Check every line of the data for the word "RendererEvent", and copy those that have it.

Start of Input for this task

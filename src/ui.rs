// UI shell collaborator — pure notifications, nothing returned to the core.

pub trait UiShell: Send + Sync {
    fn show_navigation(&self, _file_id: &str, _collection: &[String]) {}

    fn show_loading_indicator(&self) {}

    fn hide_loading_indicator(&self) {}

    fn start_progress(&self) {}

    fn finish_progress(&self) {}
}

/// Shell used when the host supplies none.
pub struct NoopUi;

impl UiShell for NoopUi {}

End of Input for this task
Start of Input for this task

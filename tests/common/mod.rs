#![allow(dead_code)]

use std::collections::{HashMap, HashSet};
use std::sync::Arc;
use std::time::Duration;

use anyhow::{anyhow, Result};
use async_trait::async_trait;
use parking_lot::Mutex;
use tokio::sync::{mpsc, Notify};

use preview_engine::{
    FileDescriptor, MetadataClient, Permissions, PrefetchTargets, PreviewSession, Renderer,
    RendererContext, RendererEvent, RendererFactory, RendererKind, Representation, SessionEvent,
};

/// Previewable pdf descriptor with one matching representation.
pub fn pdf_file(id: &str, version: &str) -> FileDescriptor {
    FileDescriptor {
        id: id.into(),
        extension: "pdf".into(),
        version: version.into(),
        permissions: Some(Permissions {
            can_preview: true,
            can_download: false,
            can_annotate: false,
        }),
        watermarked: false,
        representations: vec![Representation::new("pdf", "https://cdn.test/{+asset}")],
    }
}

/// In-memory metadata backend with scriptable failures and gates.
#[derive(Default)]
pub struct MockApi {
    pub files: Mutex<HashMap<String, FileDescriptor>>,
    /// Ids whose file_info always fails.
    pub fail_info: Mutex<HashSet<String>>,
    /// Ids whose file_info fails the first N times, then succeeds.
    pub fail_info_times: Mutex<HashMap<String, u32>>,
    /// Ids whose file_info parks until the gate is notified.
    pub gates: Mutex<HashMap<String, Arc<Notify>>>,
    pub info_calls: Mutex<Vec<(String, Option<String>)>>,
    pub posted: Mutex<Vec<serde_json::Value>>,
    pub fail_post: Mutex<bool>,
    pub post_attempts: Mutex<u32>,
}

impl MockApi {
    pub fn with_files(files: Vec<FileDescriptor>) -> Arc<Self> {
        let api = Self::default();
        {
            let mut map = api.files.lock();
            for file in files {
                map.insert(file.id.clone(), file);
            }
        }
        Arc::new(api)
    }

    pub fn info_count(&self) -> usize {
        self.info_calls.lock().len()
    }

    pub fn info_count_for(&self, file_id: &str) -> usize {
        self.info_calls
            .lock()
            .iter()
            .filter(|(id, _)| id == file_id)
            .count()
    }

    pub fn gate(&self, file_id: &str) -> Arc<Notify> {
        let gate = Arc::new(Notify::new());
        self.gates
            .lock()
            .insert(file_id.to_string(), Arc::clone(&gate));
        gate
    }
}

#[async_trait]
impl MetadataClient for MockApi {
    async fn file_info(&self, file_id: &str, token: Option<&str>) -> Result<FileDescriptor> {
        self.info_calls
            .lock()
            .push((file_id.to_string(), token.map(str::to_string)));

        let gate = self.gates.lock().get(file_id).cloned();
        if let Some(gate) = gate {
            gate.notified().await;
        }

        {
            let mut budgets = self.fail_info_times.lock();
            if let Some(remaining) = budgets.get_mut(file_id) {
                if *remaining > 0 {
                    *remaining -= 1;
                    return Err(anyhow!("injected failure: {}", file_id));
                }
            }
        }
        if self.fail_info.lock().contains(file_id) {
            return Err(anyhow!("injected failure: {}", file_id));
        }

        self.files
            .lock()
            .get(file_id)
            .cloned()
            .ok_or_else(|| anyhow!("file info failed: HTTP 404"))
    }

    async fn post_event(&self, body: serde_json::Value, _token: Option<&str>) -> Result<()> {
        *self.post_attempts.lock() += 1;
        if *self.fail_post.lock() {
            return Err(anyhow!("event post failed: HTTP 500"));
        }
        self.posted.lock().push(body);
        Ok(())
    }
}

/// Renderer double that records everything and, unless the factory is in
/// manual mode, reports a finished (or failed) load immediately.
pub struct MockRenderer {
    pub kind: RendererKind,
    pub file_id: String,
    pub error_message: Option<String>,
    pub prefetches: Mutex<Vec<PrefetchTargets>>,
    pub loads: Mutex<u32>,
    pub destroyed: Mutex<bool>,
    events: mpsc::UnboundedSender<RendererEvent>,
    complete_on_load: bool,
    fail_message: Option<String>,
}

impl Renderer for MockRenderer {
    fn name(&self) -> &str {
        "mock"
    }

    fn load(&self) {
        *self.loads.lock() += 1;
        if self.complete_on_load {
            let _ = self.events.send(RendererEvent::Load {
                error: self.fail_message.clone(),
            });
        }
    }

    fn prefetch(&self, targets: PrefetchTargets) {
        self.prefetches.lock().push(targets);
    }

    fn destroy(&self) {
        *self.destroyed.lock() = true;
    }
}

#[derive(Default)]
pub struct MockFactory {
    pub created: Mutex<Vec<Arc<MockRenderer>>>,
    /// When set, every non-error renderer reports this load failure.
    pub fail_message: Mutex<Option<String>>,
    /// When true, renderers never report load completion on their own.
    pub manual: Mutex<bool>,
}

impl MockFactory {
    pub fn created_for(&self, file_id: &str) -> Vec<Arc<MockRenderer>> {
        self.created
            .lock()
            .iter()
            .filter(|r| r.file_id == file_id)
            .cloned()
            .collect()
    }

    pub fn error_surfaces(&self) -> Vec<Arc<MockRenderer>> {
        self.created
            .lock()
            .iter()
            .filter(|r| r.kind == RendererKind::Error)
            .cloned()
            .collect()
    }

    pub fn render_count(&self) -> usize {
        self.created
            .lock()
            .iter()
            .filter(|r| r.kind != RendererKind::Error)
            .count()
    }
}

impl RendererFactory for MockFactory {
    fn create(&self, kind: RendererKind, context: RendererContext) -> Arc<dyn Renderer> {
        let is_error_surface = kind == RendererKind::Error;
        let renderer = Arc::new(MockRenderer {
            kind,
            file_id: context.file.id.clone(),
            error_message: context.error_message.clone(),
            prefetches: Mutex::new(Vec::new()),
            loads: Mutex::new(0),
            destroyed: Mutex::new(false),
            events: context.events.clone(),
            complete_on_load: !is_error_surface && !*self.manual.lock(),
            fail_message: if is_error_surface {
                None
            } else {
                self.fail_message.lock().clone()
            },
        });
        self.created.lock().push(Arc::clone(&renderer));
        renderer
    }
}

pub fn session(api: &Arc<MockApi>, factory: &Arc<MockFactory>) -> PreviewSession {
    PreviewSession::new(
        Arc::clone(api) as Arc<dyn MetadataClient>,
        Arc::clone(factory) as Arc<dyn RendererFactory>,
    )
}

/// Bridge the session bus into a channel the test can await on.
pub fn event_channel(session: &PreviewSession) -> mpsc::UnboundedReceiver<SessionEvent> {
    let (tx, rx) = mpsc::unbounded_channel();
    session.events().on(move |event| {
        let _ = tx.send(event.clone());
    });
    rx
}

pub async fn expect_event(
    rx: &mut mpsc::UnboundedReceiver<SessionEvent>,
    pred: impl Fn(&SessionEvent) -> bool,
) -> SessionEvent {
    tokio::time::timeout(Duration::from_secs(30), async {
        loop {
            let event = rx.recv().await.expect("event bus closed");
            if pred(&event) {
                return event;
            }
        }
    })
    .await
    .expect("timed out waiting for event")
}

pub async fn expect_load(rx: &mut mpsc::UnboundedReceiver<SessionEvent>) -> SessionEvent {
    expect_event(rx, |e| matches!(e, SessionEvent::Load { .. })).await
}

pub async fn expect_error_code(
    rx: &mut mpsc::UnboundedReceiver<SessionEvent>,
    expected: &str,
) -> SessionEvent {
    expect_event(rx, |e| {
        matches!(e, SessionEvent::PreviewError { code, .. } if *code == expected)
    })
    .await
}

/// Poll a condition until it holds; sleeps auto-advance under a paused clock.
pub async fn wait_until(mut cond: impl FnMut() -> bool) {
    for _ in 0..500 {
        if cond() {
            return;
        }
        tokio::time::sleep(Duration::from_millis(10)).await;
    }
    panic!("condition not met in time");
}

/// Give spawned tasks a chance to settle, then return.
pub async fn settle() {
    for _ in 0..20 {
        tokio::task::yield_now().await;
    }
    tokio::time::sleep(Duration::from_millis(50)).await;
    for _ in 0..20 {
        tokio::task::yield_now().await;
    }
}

End of Input for this task

§ **Reply**:
    RendererContext, RendererEvent, RendererFactory, RendererKind, Representation, SessionEvent,
    events: mpsc::UnboundedSender<RendererEvent>,
            let _ = self.events.send(RendererEvent::Load {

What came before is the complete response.